(Work request) Count the lines in the data below where the string "None" occurs, please, and give the number alone.

--*--

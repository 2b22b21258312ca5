//! Structural comparison of two [`AbstractDatabase`] snapshots.

use keel_core::model::{AbstractDatabase, Index, Table, TableColumn, Unique};
use keel_core::Operation;

/// Options for [`DiffEngine`].
#[derive(Debug, Clone)]
pub struct DiffOptions {
    /// Emit comment changes for tables and columns that exist on both sides.
    pub update_comments: bool,
}

impl Default for DiffOptions {
    fn default() -> Self {
        Self {
            update_comments: true,
        }
    }
}

/// Computes the operations that turn one model into another.
#[derive(Debug, Clone, Default)]
pub struct DiffEngine {
    options: DiffOptions,
}

impl DiffEngine {
    pub fn new() -> Self {
        Self::default()
    }

    pub fn with_options(options: DiffOptions) -> Self {
        Self { options }
    }

    /// Operations transforming `from` into `to`.
    pub fn diff(&self, from: &AbstractDatabase, to: &AbstractDatabase) -> Vec<Operation> {
        let mut differ = Differ {
            options: &self.options,
            operations: Vec::new(),
        };
        differ.diff(from, to);
        differ.operations
    }
}

struct Differ<'a> {
    options: &'a DiffOptions,
    operations: Vec<Operation>,
}

/// How an item of the `from` side relates to the `to` side.
enum Correlation<'t, T> {
    Same(&'t T, &'t T),
    Renamed(&'t T, &'t T),
    Removed(&'t T),
}

/// Pair items of `from` with items of `to` by name or by a prior name of the `to` item.
/// A `to` item is consumed by its first match.
///
/// Returns one entry per `from` item, in `from` order, and the unmatched `to` items.
fn correlate<'t, T>(
    from: &'t [T],
    to: &'t [T],
    name: impl Fn(&T) -> &str,
    old_names: impl Fn(&T) -> Vec<&str>,
) -> (Vec<Correlation<'t, T>>, Vec<&'t T>) {
    let mut remaining: Vec<&T> = to.iter().collect();
    let mut correlations = Vec::with_capacity(from.len());

    for from_item in from {
        let from_name = name(from_item);
        let found = remaining.iter().position(|candidate| {
            name(candidate) == from_name || old_names(candidate).contains(&from_name)
        });
        correlations.push(match found {
            Some(idx) => {
                let to_item = remaining.remove(idx);
                if name(to_item) == from_name {
                    Correlation::Same(from_item, to_item)
                } else {
                    Correlation::Renamed(from_item, to_item)
                }
            }
            None => Correlation::Removed(from_item),
        });
    }

    (correlations, remaining)
}

impl Differ<'_> {
    fn diff(&mut self, from: &AbstractDatabase, to: &AbstractDatabase) {
        let (correlations, added) = correlate(
            from.tables(),
            to.tables(),
            |t| t.name.as_str(),
            |t| t.old_names(),
        );

        let mut matched = Vec::new();
        for correlation in correlations {
            match correlation {
                Correlation::Same(from_table, to_table) => matched.push((from_table, to_table)),
                Correlation::Renamed(from_table, to_table) => {
                    self.operations.push(Operation::TableRename {
                        from_name: from_table.name.clone(),
                        to_name: to_table.name.clone(),
                    });
                    matched.push((from_table, to_table));
                }
                Correlation::Removed(from_table) => self.operations.push(Operation::TableDrop {
                    table: from_table.name.clone(),
                }),
            }
        }

        for table in added {
            self.create_table(table);
        }

        for (from_table, to_table) in matched {
            self.compare_table(from_table, to_table);
        }
    }

    fn compare_table(&mut self, from: &Table, to: &Table) {
        if self.options.update_comments && from.comment != to.comment {
            self.set_table_comment(to);
        }

        let (correlations, added) = correlate(
            from.columns(),
            to.columns(),
            |c| c.name.as_str(),
            |c| c.old_names(),
        );

        let mut matched = Vec::new();
        for correlation in correlations {
            match correlation {
                Correlation::Same(from_col, to_col) => matched.push((from_col, to_col)),
                Correlation::Renamed(from_col, to_col) => {
                    self.operations.push(Operation::ColumnRename {
                        table: to.name.clone(),
                        from_name: from_col.name.clone(),
                        to_name: to_col.name.clone(),
                    });
                    matched.push((from_col, to_col));
                }
                Correlation::Removed(from_col) => self.operations.push(Operation::ColumnDrop {
                    table: from.name.clone(),
                    column: from_col.name.clone(),
                }),
            }
        }

        for column in added {
            self.create_column(to, column);
        }

        for (from_col, to_col) in matched {
            self.compare_column(from, to, from_col, to_col);
        }

        if from.primary != to.primary {
            self.operations.push(Operation::TablePrimarySet {
                table: to.name.clone(),
                columns: to.primary.as_ref().map(|p| p.columns.clone()),
                index_name: to.primary.as_ref().and_then(|p| p.name.clone()),
                previous_name: from.primary.as_ref().and_then(|p| p.name.clone()),
            });
        }

        let (dropped, created) = unmatched(&from.indexes, &to.indexes, Index::same_as);
        for index in dropped {
            self.operations.push(Operation::TableIndexDrop {
                table: from.name.clone(),
                columns: index.columns.clone(),
                index_name: index.name.clone(),
            });
        }
        for index in created {
            self.create_index(to, index);
        }

        let (dropped, created) = unmatched(&from.uniques, &to.uniques, Unique::same_as);
        for unique in dropped {
            self.operations.push(Operation::TableUniqueDrop {
                table: from.name.clone(),
                columns: unique.columns.clone(),
                index_name: unique.name.clone(),
            });
        }
        for unique in created {
            self.create_unique(to, unique);
        }
    }

    /// Destructive operations are sorted ahead of renames, so they name the `from` table.
    fn compare_column(
        &mut self,
        from_table: &Table,
        table: &Table,
        from: &TableColumn,
        to: &TableColumn,
    ) {
        if self.options.update_comments && from.comment != to.comment {
            self.set_column_comment(table, to);
        }

        if from.column_type != to.column_type || from.args != to.args {
            self.operations.push(Operation::ColumnTypeSet {
                table: table.name.clone(),
                column: to.name.clone(),
                column_type: to.column_type,
                args: to.args.clone(),
            });
        }

        if from.not_null != to.not_null {
            self.set_nullable(table, to);
        }

        // serde_json::Value equality is structural for arrays and objects.
        if from.default_value != to.default_value {
            self.set_default(table, to);
        }

        if from.foreign_key != to.foreign_key {
            if from.foreign_key.is_some() {
                self.operations.push(Operation::TableForeignDrop {
                    table: from_table.name.clone(),
                    column: from.name.clone(),
                });
            }
            self.create_foreign_key(table, to);
        }
    }

    fn create_table(&mut self, table: &Table) {
        self.operations.push(Operation::TableCreate {
            table: table.name.clone(),
        });

        if table.comment.is_some() {
            self.set_table_comment(table);
        }

        for column in table.columns() {
            self.create_column(table, column);
        }

        if let Some(primary) = &table.primary {
            self.operations.push(Operation::TablePrimarySet {
                table: table.name.clone(),
                columns: Some(primary.columns.clone()),
                index_name: primary.name.clone(),
                previous_name: None,
            });
        }

        for index in &table.indexes {
            self.create_index(table, index);
        }

        for unique in &table.uniques {
            self.create_unique(table, unique);
        }
    }

    fn create_column(&mut self, table: &Table, column: &TableColumn) {
        self.operations.push(Operation::ColumnCreate {
            table: table.name.clone(),
            column: column.name.clone(),
            column_type: column.column_type,
            args: column.args.clone(),
        });

        if column.comment.is_some() {
            self.set_column_comment(table, column);
        }

        if column.not_null {
            self.set_nullable(table, column);
        }

        if column.default_value.is_some() {
            self.set_default(table, column);
        }

        self.create_foreign_key(table, column);
    }

    fn set_table_comment(&mut self, table: &Table) {
        self.operations.push(Operation::TableCommentSet {
            table: table.name.clone(),
            comment: table.comment.clone(),
        });
    }

    fn set_column_comment(&mut self, table: &Table, column: &TableColumn) {
        self.operations.push(Operation::ColumnCommentSet {
            table: table.name.clone(),
            column: column.name.clone(),
            comment: column.comment.clone(),
        });
    }

    fn set_nullable(&mut self, table: &Table, column: &TableColumn) {
        self.operations.push(Operation::ColumnNullableSet {
            table: table.name.clone(),
            column: column.name.clone(),
            nullable: !column.not_null,
        });
    }

    fn set_default(&mut self, table: &Table, column: &TableColumn) {
        self.operations.push(Operation::ColumnDefaultSet {
            table: table.name.clone(),
            column: column.name.clone(),
            value: column.default_value.clone(),
        });
    }

    fn create_foreign_key(&mut self, table: &Table, column: &TableColumn) {
        if let Some(reference) = &column.foreign_key {
            self.operations.push(Operation::TableForeignCreate {
                table: table.name.clone(),
                column: column.name.clone(),
                reference: reference.clone(),
            });
        }
    }

    fn create_index(&mut self, table: &Table, index: &Index) {
        self.operations.push(Operation::TableIndexCreate {
            table: table.name.clone(),
            columns: index.columns.clone(),
            index_name: index.name.clone(),
            index_type: index.index_type.clone(),
        });
    }

    fn create_unique(&mut self, table: &Table, unique: &Unique) {
        self.operations.push(Operation::TableUniqueCreate {
            table: table.name.clone(),
            columns: unique.columns.clone(),
            index_name: unique.name.clone(),
        });
    }
}

/// Set difference in both directions under `same`. Each `to` item matches at most once.
fn unmatched<'t, T>(
    from: &'t [T],
    to: &'t [T],
    same: impl Fn(&T, &T) -> bool,
) -> (Vec<&'t T>, Vec<&'t T>) {
    let mut remaining: Vec<&T> = to.iter().collect();
    let mut dropped = Vec::new();
    for item in from {
        match remaining.iter().position(|candidate| same(item, candidate)) {
            Some(idx) => {
                remaining.remove(idx);
            }
            None => dropped.push(item),
        }
    }
    (dropped, remaining)
}

#[cfg(test)]
mod tests;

--*--

(Solution below) 3